• **Required action**
Copy every line of the records below where the word "services" occurs.

Top of Material provided

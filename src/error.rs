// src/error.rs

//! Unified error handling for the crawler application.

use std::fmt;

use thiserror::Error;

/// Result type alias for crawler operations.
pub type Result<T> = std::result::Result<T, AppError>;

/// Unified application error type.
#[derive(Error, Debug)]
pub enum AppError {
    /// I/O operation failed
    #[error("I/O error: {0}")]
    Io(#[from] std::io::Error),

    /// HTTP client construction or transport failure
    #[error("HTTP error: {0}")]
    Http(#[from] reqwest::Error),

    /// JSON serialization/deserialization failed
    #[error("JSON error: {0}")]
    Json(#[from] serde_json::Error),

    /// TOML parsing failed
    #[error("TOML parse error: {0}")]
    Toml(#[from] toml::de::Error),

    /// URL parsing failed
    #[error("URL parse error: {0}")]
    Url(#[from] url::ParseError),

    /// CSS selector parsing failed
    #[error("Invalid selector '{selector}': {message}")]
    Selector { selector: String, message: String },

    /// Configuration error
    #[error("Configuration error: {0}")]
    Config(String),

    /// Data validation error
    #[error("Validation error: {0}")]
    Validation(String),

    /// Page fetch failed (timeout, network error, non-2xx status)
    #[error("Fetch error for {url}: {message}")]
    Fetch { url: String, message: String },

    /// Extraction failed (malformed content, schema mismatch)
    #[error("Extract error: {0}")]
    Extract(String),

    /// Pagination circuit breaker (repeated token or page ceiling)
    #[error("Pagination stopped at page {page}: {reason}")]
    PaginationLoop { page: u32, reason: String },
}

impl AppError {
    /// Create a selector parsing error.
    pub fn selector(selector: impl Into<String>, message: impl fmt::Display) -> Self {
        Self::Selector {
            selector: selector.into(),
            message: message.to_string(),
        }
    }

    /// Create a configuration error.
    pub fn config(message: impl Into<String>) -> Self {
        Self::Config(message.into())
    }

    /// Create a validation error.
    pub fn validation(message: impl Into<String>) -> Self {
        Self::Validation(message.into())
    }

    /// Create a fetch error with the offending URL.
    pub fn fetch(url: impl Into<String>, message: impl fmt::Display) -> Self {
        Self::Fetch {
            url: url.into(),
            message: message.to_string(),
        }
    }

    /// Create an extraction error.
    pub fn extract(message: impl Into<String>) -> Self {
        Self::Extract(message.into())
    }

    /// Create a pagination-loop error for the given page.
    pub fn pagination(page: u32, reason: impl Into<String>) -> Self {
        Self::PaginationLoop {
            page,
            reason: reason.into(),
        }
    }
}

Bottom of Material provided
Top of Material provided

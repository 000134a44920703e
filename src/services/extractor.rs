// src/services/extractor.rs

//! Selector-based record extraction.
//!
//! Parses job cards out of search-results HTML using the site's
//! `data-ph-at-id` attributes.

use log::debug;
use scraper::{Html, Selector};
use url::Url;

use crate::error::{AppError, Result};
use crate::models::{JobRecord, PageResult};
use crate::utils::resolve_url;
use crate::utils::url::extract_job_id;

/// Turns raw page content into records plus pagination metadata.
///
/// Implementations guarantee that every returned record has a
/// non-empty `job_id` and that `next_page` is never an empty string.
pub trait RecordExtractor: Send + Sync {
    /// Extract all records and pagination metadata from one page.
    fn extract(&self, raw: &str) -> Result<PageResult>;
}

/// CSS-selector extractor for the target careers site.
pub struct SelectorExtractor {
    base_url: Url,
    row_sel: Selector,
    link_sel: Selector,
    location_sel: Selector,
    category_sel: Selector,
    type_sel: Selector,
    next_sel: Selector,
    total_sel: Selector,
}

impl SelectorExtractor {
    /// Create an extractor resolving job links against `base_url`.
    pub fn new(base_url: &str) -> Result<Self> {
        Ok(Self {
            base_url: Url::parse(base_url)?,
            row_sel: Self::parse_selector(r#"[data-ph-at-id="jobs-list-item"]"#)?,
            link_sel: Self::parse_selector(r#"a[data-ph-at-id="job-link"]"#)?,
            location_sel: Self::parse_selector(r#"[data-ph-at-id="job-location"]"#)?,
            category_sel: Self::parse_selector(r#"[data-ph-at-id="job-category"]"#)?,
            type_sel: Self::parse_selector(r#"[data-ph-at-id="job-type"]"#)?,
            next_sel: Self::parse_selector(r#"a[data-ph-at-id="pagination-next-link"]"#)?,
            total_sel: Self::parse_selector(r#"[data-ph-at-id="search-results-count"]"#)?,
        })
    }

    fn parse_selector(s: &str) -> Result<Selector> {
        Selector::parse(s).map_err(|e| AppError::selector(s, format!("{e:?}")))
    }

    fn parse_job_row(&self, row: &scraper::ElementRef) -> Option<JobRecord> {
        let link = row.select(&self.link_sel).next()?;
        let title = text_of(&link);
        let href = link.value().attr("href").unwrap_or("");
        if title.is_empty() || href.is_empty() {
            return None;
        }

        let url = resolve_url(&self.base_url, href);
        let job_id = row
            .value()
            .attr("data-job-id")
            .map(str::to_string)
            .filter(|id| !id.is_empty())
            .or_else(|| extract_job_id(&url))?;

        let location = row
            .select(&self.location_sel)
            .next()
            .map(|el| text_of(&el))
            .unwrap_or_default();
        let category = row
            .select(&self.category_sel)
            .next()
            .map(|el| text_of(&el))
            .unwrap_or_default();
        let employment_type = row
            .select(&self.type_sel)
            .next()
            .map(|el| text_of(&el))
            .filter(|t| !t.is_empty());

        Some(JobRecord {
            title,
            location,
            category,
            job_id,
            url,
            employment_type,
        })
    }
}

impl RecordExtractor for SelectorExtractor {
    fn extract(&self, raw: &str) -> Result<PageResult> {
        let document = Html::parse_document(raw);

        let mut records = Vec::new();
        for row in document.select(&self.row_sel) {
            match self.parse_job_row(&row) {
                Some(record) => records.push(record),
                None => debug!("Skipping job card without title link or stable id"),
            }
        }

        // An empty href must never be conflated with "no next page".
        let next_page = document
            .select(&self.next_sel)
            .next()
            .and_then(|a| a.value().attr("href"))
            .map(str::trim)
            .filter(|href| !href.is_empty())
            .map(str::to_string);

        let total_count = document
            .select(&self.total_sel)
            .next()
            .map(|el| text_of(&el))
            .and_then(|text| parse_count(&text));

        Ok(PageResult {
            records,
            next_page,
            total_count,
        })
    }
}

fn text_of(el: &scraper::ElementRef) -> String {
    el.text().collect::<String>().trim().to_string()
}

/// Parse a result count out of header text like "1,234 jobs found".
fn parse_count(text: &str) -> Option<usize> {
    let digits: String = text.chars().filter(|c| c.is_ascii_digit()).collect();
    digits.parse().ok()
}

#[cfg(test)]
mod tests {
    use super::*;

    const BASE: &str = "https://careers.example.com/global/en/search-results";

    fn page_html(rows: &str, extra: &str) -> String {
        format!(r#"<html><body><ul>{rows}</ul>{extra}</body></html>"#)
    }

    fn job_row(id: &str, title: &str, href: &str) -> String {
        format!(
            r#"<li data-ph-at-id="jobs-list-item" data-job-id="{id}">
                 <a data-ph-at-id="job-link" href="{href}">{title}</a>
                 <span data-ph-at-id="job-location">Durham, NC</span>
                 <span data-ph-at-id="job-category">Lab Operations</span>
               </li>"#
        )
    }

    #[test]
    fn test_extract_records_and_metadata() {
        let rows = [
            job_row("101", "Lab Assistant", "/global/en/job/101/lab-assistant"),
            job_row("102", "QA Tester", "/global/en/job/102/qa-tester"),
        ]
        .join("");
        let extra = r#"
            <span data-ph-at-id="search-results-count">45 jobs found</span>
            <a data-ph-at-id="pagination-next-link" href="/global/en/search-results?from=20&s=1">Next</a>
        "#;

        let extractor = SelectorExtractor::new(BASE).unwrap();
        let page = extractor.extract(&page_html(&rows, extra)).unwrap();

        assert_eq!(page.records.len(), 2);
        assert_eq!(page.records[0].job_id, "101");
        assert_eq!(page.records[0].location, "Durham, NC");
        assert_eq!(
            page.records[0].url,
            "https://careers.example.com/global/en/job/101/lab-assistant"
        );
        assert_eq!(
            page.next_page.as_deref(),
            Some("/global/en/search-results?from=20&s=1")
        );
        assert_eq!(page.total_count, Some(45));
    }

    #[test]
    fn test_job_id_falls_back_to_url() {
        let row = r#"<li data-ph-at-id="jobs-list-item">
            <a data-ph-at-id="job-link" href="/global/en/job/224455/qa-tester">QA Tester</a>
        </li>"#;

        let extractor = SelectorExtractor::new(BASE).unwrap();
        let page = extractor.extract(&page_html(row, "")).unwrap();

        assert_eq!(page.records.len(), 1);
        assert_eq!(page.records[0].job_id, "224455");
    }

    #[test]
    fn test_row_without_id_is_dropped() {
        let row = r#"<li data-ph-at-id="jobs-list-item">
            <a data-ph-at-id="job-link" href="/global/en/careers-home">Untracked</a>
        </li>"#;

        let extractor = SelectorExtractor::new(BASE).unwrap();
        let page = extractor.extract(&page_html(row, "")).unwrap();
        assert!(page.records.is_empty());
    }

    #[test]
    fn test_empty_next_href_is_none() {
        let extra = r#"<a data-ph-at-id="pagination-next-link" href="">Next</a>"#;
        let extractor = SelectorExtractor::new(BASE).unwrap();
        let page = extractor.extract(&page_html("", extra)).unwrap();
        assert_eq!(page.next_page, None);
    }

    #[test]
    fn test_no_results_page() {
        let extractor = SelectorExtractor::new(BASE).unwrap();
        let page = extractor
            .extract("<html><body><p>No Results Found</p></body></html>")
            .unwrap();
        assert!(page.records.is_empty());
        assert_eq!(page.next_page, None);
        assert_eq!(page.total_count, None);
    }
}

Bottom of Material provided

• **Solution to this problem**
filename src/services/extractor.rs
// src/services/extractor.rs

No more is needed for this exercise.